Butter Royale — What We Did
- The game went live on January 24th. It’s out on iOS, Mac, tvOS, and iPadOS.
- By the end of this year we will have released 8 additional updates. The game has grown hugely in terms of content and features.
- The roadmap has been dictated by our thoughts into what improvements were needed as well as by regular dialogue with the community.
Butter Royale — Learnings
Without going into specific KPIs for Butter Royale, here are some high-level insights:
- Making a game for a subscription service is fundamentally different to building a Free-to-Play (F2P) game. It’s not a case of “just build the best possible game”. Each subscription service (be it Xbox Games Pass, PlayStation Plus, Apple Arcade, etc.) has its own way of identifying successful titles in their catalogue.
- Being part of a subscription service means your game will be part of a curated collection. You will need to demonstrate technical excellence and balance the needs of the feature roadmap alongside changes necessitated by OS updates, new hardware, updates to the services and changes to the platform holder’s Technical Requirements (TRCs). When you make a mobile F2P game you don’t have to worry about TRCs — your development team will be 100% focused on releasing updates and improvements. You will probably ship fewer big features per year, but players will have a much better overall experience.
Apple Arcade is the first gaming platform to be 100% ad-free and have privacy at its core. This is great but it also presented us with a challenge we’d never encountered before: How could we acquire users without resorting to traditional User Acquisition (UA) practices?
- We’ve focused our efforts on community-led growth by engaging directly with our community and potential players on social media channels, rather than pouring money into ads.
- The masters of this approach are Proletariat (Spellbreakers), MediaTonic (Fall Guys), and BetaDwarf (Minion Masters), and there’s lots online about how they do things. We’re still iterating and optimising our approach with our community.
As one of the larger and more prominent studios in Singapore we feel a sense of duty to the wider ecosystem.
- We’re currently giving opportunities to a number of Singaporean students, and no doubt some will become full-time members of the dev team within the next few weeks.
- The Butter Royale team worked with three other companies in Singapore (BattleBrew, Razer, and The Gentlebros) for cross-overs. We wanted to work with them to showcase globally what Singapore has to offer and we’ll likely be doing more crossovers and collaborations with other companies in the year ahead.
- We recently joined SG Tech as part of its committee on gaming.
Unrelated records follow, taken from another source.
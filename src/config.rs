//! Configuration management for the IndieAuth client
//!
//! This module handles loading, parsing, validating, and managing
//! configuration from files, environment variables, and CLI overrides.

use crate::error::{IndieAuthError, Result};
use serde::{Deserialize, Serialize};
use std::path::Path;
use url::Url;

/// Main configuration structure
///
/// Holds the process-wide client identity, HTTP client settings, and the
/// settings of the bundled demo host.
#[derive(Debug, Clone, Default, Serialize, Deserialize)]
pub struct Config {
    /// Client identity and handshake defaults
    #[serde(default)]
    pub client: ClientConfig,
    /// Outbound HTTP settings
    #[serde(default)]
    pub http: HttpConfig,
    /// Demo host settings
    #[serde(default)]
    pub server: ServerConfig,
}

/// Client identity and handshake defaults
#[derive(Debug, Clone, Serialize, Deserialize)]
pub struct ClientConfig {
    /// Identifier sent as `client_id` to every endpoint
    #[serde(default = "default_client_id")]
    pub client_id: String,

    /// Authorization endpoint used when the identifier advertises none
    #[serde(default = "default_authorization_endpoint")]
    pub default_authorization_endpoint: String,

    /// Scope requested by the authorization flow when the caller gives none
    #[serde(default = "default_scope")]
    pub default_scope: String,

    /// Ignore discovered endpoints that are not `https`
    #[serde(default)]
    pub require_https_endpoints: bool,
}

fn default_client_id() -> String {
    env!("CARGO_PKG_NAME").to_string()
}

fn default_authorization_endpoint() -> String {
    "https://indieauth.com/auth".to_string()
}

fn default_scope() -> String {
    "read".to_string()
}

impl Default for ClientConfig {
    fn default() -> Self {
        Self {
            client_id: default_client_id(),
            default_authorization_endpoint: default_authorization_endpoint(),
            default_scope: default_scope(),
            require_https_endpoints: false,
        }
    }
}

/// Outbound HTTP settings
#[derive(Debug, Clone, Serialize, Deserialize)]
pub struct HttpConfig {
    /// Per-request timeout (seconds)
    #[serde(default = "default_timeout_seconds")]
    pub timeout_seconds: u64,

    /// `User-Agent` header for discovery and endpoint requests
    #[serde(default = "default_user_agent")]
    pub user_agent: String,
}

fn default_timeout_seconds() -> u64 {
    30
}

fn default_user_agent() -> String {
    format!("{}/{}", env!("CARGO_PKG_NAME"), env!("CARGO_PKG_VERSION"))
}

impl Default for HttpConfig {
    fn default() -> Self {
        Self {
            timeout_seconds: default_timeout_seconds(),
            user_agent: default_user_agent(),
        }
    }
}

/// Demo host settings
#[derive(Debug, Clone, Serialize, Deserialize)]
pub struct ServerConfig {
    /// Socket address to listen on
    #[serde(default = "default_bind")]
    pub bind: String,

    /// Externally reachable base URL, used to build callback URLs
    #[serde(default = "default_external_url")]
    pub external_url: String,
}

fn default_bind() -> String {
    "127.0.0.1:5000".to_string()
}

fn default_external_url() -> String {
    "http://127.0.0.1:5000".to_string()
}

impl Default for ServerConfig {
    fn default() -> Self {
        Self {
            bind: default_bind(),
            external_url: default_external_url(),
        }
    }
}

impl Config {
    /// Load configuration from file with environment and CLI overrides
    ///
    /// # Arguments
    ///
    /// * `path` - Path to configuration file
    /// * `cli` - CLI arguments for overrides
    ///
    /// # Returns
    ///
    /// Returns the loaded and merged configuration
    ///
    /// # Errors
    ///
    /// Returns error if file cannot be read or parsed
    pub fn load(path: &str, cli: &crate::cli::Cli) -> Result<Self> {
        let mut config = if Path::new(path).exists() {
            Self::from_file(path)?
        } else {
            tracing::warn!("Config file not found at {}, using defaults", path);
            Self::default()
        };

        config.apply_env_vars();
        config.apply_cli_overrides(cli);

        Ok(config)
    }

    fn from_file(path: &str) -> Result<Self> {
        let contents = std::fs::read_to_string(path)
            .map_err(|e| IndieAuthError::Config(format!("Failed to read config file: {}", e)))?;
        serde_yaml::from_str(&contents)
            .map_err(|e| IndieAuthError::Config(format!("Failed to parse config: {}", e)).into())
    }

    fn apply_env_vars(&mut self) {
        if let Ok(client_id) = std::env::var("INDIEAUTH_CLIENT_ID") {
            self.client.client_id = client_id;
        }

        if let Ok(endpoint) = std::env::var("INDIEAUTH_DEFAULT_AUTH_ENDPOINT") {
            self.client.default_authorization_endpoint = endpoint;
        }

        if let Ok(scope) = std::env::var("INDIEAUTH_DEFAULT_SCOPE") {
            self.client.default_scope = scope;
        }

        if let Ok(require_https) = std::env::var("INDIEAUTH_REQUIRE_HTTPS") {
            match require_https.to_ascii_lowercase().as_str() {
                "1" | "true" | "yes" => self.client.require_https_endpoints = true,
                "0" | "false" | "no" => self.client.require_https_endpoints = false,
                other => tracing::warn!("Ignoring invalid INDIEAUTH_REQUIRE_HTTPS value: {}", other),
            }
        }

        if let Ok(timeout) = std::env::var("INDIEAUTH_HTTP_TIMEOUT") {
            if let Ok(secs) = timeout.parse::<u64>() {
                self.http.timeout_seconds = secs;
            } else {
                tracing::warn!("Ignoring invalid INDIEAUTH_HTTP_TIMEOUT value: {}", timeout);
            }
        }

        if let Ok(bind) = std::env::var("INDIEAUTH_BIND") {
            self.server.bind = bind;
        }

        if let Ok(external_url) = std::env::var("INDIEAUTH_EXTERNAL_URL") {
            self.server.external_url = external_url;
        }
    }

    fn apply_cli_overrides(&mut self, cli: &crate::cli::Cli) {
        if cli.verbose {
            tracing::debug!("Verbose mode enabled");
        }

        if let Some(client_id) = &cli.client_id {
            self.client.client_id = client_id.clone();
        }

        if let crate::cli::Commands::Serve { bind, external_url } = &cli.command {
            if let Some(bind) = bind {
                self.server.bind = bind.clone();
            }
            if let Some(external_url) = external_url {
                self.server.external_url = external_url.clone();
            }
        }
    }

    /// Validate the configuration
    ///
    /// # Errors
    ///
    /// Returns error if any validation check fails
    pub fn validate(&self) -> Result<()> {
        if self.client.client_id.trim().is_empty() {
            return Err(
                IndieAuthError::Config("client.client_id cannot be empty".to_string()).into(),
            );
        }

        match Url::parse(&self.client.default_authorization_endpoint) {
            Ok(url) if url.scheme() == "https" || url.scheme() == "http" => {}
            Ok(url) => {
                return Err(IndieAuthError::Config(format!(
                    "client.default_authorization_endpoint must be http or https, got {}",
                    url.scheme()
                ))
                .into());
            }
            Err(e) => {
                return Err(IndieAuthError::Config(format!(
                    "client.default_authorization_endpoint is not a valid URL: {}",
                    e
                ))
                .into());
            }
        }

        if self.http.timeout_seconds == 0 {
            return Err(IndieAuthError::Config(
                "http.timeout_seconds must be greater than 0".to_string(),
            )
            .into());
        }

        if Url::parse(&self.server.external_url).is_err() {
            return Err(IndieAuthError::Config(format!(
                "server.external_url is not a valid URL: {}",
                self.server.external_url
            ))
            .into());
        }

        Ok(())
    }
}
Our team is largely made up of people with experience working at large multi-national game developers, and we’re a VC-backed studio. We wanted to be able to share our perspective (alongside our colleagues who are part of the same SG Tech committee) with those able to influence policy, so that we could help the ecosystem and provide advocacy. We are also part of the Singapore Computer Society.
- There are others who are better positioned to work at a grassroots level (we simply don’t have that experience or perspective), so we’ve invested our energy into areas and organisations where we can make the most meaningful contribution.
- In the past we’ve been good at raising awareness in private discussions, but we have not been active enough in getting involved in public initiatives and events for the Singapore games industry. This will change in the year ahead.